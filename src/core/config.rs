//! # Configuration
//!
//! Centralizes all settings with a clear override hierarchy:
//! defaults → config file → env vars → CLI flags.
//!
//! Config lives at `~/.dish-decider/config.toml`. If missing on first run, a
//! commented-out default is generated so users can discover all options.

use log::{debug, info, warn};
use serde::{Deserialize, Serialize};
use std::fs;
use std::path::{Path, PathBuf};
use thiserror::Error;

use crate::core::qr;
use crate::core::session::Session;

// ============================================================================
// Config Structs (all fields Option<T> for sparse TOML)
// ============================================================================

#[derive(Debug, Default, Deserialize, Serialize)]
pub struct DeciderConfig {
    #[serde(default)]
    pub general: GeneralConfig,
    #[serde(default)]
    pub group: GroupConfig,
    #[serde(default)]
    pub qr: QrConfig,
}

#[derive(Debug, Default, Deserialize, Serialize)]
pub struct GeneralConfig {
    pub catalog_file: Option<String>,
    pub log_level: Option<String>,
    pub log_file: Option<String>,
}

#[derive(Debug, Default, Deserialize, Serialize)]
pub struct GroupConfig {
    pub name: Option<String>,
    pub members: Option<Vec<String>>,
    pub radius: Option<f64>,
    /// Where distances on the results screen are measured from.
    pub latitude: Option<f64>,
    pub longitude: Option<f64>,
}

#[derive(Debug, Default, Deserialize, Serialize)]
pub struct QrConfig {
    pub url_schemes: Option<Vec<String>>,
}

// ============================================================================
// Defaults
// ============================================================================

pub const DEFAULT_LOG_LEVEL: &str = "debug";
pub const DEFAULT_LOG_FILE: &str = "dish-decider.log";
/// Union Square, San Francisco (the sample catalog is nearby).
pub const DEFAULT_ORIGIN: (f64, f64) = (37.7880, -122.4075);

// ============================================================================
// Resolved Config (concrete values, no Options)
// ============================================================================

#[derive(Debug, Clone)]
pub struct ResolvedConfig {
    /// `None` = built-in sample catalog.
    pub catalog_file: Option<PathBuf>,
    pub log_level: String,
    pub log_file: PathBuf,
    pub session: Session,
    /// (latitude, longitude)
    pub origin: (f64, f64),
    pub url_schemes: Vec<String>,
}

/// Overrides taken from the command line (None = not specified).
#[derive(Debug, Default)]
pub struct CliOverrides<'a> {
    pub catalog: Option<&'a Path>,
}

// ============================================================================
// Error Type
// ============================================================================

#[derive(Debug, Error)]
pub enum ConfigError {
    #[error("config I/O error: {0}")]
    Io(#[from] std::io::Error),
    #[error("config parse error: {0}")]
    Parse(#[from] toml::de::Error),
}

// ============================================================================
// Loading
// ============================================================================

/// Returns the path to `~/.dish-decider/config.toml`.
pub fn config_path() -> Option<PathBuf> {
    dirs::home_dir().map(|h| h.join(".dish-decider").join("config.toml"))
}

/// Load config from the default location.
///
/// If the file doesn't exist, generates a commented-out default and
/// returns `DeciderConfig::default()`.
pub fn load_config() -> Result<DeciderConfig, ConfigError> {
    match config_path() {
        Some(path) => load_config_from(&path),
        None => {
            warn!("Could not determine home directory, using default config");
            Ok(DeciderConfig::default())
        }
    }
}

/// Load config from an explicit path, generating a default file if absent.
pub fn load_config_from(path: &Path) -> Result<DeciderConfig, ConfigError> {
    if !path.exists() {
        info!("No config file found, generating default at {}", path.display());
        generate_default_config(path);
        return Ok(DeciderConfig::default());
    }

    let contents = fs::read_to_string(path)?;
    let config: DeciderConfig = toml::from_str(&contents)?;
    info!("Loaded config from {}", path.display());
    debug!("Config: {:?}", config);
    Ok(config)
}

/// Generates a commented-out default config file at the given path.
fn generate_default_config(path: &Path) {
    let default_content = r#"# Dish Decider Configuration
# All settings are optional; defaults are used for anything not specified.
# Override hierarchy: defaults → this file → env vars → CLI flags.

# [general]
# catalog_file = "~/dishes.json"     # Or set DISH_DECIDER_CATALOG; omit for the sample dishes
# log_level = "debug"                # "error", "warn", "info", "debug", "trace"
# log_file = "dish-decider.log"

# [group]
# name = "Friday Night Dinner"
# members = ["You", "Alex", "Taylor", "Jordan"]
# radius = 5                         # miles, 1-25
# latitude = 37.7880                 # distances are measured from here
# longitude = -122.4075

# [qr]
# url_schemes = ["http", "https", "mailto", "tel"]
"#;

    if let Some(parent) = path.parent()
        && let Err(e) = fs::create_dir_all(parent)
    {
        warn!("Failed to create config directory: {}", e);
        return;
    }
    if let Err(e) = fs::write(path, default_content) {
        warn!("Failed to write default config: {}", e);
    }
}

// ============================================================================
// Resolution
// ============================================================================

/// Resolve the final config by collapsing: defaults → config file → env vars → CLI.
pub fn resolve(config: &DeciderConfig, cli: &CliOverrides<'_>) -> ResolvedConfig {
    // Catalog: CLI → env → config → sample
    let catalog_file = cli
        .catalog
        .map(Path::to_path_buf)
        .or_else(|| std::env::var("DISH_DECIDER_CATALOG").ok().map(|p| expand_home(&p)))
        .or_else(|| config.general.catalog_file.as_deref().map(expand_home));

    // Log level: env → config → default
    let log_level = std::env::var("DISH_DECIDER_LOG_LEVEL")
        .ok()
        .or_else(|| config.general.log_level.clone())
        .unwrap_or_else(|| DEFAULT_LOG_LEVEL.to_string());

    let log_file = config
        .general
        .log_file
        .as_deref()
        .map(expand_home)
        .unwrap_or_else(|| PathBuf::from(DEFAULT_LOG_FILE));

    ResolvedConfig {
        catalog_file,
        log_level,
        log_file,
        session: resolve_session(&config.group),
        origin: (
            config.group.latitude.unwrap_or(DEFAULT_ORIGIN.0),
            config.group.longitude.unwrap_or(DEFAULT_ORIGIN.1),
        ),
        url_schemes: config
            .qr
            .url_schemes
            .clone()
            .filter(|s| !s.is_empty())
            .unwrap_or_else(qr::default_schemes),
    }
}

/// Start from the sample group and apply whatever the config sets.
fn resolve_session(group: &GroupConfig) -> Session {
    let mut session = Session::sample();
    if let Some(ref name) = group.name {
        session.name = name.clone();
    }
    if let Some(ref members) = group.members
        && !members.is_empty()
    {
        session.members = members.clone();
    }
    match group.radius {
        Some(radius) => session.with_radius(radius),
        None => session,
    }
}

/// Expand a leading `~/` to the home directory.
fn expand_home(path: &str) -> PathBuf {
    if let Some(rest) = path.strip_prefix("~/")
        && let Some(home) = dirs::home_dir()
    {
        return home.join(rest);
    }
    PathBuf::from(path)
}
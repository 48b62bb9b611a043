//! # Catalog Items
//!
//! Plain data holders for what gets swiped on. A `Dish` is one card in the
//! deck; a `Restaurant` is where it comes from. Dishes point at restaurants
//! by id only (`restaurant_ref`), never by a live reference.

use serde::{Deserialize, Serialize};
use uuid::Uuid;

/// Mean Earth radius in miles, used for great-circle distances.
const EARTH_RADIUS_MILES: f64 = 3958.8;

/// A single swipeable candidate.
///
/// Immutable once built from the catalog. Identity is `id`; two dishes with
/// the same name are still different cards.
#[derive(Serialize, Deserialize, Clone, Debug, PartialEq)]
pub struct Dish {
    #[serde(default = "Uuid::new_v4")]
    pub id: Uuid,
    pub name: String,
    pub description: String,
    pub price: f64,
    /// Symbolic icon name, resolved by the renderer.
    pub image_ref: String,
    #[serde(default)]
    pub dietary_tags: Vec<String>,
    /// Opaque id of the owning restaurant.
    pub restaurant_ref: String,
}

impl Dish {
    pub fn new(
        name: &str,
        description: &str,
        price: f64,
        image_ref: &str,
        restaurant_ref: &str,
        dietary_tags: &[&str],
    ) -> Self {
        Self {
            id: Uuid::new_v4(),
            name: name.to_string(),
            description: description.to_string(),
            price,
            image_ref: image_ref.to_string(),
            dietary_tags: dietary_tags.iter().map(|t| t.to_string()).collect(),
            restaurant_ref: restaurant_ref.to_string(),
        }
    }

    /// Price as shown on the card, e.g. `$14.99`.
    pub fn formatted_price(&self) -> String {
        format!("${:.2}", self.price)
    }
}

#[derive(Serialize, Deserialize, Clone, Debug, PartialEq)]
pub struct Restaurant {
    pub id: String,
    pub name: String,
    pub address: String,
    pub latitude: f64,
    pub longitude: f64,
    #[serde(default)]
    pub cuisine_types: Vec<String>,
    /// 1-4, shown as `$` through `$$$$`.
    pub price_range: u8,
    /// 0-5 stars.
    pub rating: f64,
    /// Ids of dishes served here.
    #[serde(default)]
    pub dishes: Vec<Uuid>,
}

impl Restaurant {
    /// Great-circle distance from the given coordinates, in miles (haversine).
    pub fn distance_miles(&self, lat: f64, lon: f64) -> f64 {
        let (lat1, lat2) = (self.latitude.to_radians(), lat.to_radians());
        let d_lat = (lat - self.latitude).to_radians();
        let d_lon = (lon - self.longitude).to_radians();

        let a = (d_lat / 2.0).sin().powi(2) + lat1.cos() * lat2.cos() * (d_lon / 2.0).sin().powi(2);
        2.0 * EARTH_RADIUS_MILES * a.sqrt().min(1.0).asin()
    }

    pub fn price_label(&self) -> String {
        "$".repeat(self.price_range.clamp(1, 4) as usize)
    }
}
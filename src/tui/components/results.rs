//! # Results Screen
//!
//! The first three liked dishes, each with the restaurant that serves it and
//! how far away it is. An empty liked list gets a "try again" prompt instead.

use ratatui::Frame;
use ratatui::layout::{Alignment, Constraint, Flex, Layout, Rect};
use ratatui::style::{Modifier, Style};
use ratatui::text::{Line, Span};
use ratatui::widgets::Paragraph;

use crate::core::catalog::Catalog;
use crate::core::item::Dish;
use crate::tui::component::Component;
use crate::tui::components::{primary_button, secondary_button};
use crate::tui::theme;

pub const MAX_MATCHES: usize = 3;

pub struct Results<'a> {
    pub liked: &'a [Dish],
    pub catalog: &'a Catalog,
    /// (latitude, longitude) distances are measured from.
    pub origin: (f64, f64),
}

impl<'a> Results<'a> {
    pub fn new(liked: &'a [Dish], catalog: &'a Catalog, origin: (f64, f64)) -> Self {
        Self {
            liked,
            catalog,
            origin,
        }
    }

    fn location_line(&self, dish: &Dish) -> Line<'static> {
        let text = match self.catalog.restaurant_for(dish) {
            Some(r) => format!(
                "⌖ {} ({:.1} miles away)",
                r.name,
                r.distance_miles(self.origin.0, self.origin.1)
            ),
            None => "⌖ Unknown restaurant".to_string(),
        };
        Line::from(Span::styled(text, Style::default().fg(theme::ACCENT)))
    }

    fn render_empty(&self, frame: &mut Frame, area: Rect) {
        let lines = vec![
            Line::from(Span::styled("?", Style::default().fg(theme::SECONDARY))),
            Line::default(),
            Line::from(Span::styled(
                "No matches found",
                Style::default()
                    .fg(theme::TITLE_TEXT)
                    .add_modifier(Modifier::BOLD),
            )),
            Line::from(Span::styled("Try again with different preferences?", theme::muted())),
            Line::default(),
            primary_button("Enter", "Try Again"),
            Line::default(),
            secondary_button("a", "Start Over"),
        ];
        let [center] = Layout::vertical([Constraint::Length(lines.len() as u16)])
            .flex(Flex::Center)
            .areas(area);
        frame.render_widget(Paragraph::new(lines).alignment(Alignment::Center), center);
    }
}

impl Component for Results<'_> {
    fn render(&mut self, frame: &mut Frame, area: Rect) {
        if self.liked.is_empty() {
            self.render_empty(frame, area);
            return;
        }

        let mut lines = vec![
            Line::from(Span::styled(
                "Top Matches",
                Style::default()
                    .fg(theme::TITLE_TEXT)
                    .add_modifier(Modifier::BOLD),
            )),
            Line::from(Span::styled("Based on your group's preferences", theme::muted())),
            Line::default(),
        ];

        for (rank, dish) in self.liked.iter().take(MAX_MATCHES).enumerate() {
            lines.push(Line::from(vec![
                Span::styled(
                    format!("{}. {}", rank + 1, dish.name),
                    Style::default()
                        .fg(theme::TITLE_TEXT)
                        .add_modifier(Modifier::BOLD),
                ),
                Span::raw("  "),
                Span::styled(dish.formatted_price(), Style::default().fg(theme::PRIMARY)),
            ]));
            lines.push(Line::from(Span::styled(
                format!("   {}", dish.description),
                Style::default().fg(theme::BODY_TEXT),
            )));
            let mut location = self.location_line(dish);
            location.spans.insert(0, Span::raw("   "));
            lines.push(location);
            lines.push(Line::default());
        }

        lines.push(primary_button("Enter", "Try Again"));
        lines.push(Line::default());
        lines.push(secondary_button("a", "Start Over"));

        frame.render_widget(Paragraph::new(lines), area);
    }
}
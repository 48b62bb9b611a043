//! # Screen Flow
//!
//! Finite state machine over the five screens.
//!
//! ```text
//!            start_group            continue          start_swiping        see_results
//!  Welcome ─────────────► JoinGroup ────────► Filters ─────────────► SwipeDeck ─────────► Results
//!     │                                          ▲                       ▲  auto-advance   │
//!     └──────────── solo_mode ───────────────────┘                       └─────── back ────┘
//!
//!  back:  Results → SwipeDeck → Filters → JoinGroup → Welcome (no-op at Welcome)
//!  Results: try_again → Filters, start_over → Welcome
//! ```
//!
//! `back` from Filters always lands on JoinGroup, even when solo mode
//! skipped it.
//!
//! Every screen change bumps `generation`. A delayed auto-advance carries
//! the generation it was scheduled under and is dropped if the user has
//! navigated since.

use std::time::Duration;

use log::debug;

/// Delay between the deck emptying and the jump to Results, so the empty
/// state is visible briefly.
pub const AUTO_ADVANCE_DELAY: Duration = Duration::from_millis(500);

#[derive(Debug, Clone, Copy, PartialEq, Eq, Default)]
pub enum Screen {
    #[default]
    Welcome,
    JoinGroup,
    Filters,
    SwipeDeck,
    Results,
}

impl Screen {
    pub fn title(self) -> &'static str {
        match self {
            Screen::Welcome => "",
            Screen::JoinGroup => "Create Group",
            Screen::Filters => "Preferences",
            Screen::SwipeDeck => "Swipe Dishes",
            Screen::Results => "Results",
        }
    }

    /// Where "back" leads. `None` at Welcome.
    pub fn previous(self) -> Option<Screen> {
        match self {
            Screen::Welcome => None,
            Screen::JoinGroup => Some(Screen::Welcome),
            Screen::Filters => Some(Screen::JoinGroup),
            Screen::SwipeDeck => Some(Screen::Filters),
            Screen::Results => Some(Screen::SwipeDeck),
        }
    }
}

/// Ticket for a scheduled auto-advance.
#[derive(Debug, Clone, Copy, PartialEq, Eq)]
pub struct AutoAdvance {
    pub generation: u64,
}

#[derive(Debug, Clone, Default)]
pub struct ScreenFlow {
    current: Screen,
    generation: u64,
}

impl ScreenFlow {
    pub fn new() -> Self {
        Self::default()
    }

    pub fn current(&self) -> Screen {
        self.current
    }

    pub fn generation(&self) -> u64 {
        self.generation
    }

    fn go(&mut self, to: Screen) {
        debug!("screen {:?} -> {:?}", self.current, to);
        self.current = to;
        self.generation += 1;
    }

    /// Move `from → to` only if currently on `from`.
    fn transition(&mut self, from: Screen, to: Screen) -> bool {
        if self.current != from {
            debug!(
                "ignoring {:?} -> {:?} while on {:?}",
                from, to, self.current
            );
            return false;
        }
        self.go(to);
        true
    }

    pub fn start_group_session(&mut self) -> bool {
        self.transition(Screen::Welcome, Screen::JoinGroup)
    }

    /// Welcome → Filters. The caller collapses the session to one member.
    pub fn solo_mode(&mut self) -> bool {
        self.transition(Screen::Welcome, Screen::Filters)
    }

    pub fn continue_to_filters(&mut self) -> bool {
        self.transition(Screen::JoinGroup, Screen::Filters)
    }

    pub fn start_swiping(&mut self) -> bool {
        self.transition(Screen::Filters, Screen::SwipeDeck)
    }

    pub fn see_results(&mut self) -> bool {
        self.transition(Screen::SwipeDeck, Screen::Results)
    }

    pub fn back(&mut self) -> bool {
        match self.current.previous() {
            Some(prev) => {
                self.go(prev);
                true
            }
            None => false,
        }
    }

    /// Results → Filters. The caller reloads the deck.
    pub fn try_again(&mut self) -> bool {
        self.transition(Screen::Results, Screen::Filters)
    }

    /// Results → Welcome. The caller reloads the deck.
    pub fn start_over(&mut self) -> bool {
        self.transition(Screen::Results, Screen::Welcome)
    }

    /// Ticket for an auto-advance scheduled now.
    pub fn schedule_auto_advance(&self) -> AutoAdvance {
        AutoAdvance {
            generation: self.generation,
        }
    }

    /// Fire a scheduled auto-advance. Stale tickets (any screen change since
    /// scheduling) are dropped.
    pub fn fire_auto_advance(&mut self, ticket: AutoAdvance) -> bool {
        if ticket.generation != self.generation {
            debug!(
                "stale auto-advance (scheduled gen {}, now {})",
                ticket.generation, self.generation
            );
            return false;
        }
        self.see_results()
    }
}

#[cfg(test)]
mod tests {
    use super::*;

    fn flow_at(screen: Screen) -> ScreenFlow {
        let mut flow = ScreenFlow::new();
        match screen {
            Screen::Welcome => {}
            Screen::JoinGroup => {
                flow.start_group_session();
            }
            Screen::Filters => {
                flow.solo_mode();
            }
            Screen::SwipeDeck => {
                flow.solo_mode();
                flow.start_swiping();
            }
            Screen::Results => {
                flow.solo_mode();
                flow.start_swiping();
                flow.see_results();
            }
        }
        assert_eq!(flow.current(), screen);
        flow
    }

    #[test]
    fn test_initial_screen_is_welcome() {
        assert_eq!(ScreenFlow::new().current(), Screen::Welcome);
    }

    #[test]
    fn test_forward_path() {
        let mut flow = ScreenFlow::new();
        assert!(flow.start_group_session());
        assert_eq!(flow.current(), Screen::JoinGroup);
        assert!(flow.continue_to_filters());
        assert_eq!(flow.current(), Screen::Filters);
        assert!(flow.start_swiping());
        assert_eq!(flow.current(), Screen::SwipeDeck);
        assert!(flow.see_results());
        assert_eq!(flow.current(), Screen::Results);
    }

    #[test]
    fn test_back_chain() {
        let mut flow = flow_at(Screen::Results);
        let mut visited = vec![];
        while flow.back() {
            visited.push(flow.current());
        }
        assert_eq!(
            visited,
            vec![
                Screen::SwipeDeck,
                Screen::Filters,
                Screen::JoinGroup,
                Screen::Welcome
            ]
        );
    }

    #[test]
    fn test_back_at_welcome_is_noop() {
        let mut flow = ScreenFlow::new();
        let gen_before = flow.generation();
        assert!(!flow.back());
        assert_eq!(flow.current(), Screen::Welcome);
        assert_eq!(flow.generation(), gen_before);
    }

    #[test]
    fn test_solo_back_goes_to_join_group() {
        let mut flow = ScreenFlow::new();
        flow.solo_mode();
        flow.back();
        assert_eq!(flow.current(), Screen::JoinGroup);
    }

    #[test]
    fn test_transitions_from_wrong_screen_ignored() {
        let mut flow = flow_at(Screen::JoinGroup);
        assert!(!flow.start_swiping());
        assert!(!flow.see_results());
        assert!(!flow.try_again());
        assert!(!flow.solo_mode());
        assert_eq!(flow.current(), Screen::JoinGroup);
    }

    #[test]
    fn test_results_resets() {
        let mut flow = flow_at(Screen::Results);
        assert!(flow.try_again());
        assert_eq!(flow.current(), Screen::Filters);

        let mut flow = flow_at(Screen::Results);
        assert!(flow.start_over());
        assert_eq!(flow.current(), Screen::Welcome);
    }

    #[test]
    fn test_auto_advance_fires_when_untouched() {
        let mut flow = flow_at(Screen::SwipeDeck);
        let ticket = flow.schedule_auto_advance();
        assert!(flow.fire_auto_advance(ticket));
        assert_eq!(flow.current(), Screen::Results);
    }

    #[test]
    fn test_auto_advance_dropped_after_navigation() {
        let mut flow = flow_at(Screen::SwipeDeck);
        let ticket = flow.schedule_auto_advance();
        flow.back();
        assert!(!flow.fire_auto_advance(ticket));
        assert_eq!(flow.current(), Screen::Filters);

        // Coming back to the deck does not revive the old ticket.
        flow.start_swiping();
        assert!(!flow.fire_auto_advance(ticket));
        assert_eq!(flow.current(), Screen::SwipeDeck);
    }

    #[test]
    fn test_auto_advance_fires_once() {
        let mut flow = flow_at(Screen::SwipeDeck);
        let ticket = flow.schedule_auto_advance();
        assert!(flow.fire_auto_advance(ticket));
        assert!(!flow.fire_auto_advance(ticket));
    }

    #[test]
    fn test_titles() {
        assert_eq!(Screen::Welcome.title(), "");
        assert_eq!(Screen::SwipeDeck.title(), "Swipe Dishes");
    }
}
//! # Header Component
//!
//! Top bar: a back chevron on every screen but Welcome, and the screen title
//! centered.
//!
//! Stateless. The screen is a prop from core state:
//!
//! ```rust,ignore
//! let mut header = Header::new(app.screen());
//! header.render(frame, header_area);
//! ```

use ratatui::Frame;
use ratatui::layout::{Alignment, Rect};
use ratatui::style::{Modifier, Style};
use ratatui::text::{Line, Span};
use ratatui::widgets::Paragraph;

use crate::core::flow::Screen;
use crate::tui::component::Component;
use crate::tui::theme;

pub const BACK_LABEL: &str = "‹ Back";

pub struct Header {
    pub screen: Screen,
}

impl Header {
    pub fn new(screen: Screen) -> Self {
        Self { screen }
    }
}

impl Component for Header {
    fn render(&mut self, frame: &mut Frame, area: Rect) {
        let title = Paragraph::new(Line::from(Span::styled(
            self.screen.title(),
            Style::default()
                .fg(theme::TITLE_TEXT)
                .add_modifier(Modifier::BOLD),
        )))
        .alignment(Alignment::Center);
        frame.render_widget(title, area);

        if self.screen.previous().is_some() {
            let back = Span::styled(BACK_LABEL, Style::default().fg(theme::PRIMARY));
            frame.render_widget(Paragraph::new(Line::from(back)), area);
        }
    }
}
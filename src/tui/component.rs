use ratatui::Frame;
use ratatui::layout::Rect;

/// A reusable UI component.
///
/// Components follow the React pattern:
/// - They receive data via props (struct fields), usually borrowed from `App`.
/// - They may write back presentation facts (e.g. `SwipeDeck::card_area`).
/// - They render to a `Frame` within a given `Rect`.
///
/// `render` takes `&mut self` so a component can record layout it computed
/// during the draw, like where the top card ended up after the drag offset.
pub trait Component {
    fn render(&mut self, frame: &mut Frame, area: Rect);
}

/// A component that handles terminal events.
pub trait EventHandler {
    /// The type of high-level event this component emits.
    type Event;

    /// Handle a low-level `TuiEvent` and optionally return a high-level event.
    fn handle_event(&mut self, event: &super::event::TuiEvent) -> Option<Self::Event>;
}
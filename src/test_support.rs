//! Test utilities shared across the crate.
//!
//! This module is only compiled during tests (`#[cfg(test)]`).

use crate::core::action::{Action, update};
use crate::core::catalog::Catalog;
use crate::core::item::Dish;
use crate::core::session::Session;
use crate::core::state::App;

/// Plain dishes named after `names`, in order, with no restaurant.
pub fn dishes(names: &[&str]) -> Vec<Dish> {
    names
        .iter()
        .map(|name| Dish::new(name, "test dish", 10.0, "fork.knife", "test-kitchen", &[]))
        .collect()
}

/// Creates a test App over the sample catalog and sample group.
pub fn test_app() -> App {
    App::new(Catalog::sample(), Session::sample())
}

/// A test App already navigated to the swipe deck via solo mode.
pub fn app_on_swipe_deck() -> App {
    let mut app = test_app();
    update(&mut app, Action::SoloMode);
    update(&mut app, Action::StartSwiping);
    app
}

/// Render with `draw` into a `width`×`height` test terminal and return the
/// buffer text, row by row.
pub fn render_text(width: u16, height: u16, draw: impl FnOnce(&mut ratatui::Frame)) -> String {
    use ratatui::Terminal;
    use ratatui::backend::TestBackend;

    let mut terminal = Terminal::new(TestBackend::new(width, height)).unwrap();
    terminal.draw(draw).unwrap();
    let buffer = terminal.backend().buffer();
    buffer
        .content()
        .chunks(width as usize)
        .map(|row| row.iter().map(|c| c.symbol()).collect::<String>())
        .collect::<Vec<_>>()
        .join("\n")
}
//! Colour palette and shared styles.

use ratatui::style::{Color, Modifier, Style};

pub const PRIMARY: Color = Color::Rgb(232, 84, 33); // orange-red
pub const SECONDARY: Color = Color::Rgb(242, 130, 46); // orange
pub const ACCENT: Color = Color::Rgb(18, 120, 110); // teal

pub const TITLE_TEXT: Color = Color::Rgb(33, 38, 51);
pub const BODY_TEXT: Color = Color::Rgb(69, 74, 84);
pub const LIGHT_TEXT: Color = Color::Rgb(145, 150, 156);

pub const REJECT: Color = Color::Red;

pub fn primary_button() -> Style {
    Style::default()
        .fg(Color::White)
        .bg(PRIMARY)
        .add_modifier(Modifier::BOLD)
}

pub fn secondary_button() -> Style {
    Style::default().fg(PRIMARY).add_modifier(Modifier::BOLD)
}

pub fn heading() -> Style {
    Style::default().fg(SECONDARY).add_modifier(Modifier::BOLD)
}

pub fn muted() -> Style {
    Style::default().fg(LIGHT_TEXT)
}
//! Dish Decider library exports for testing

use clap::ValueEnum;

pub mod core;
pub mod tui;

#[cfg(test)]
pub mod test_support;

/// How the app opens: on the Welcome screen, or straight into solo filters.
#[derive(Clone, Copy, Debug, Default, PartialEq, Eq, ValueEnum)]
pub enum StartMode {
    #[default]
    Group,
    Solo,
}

» **What to work on**:
Looking at the entries, state how many lines hold the string "contents", with the number as the sole reply.

» **Task response**:
2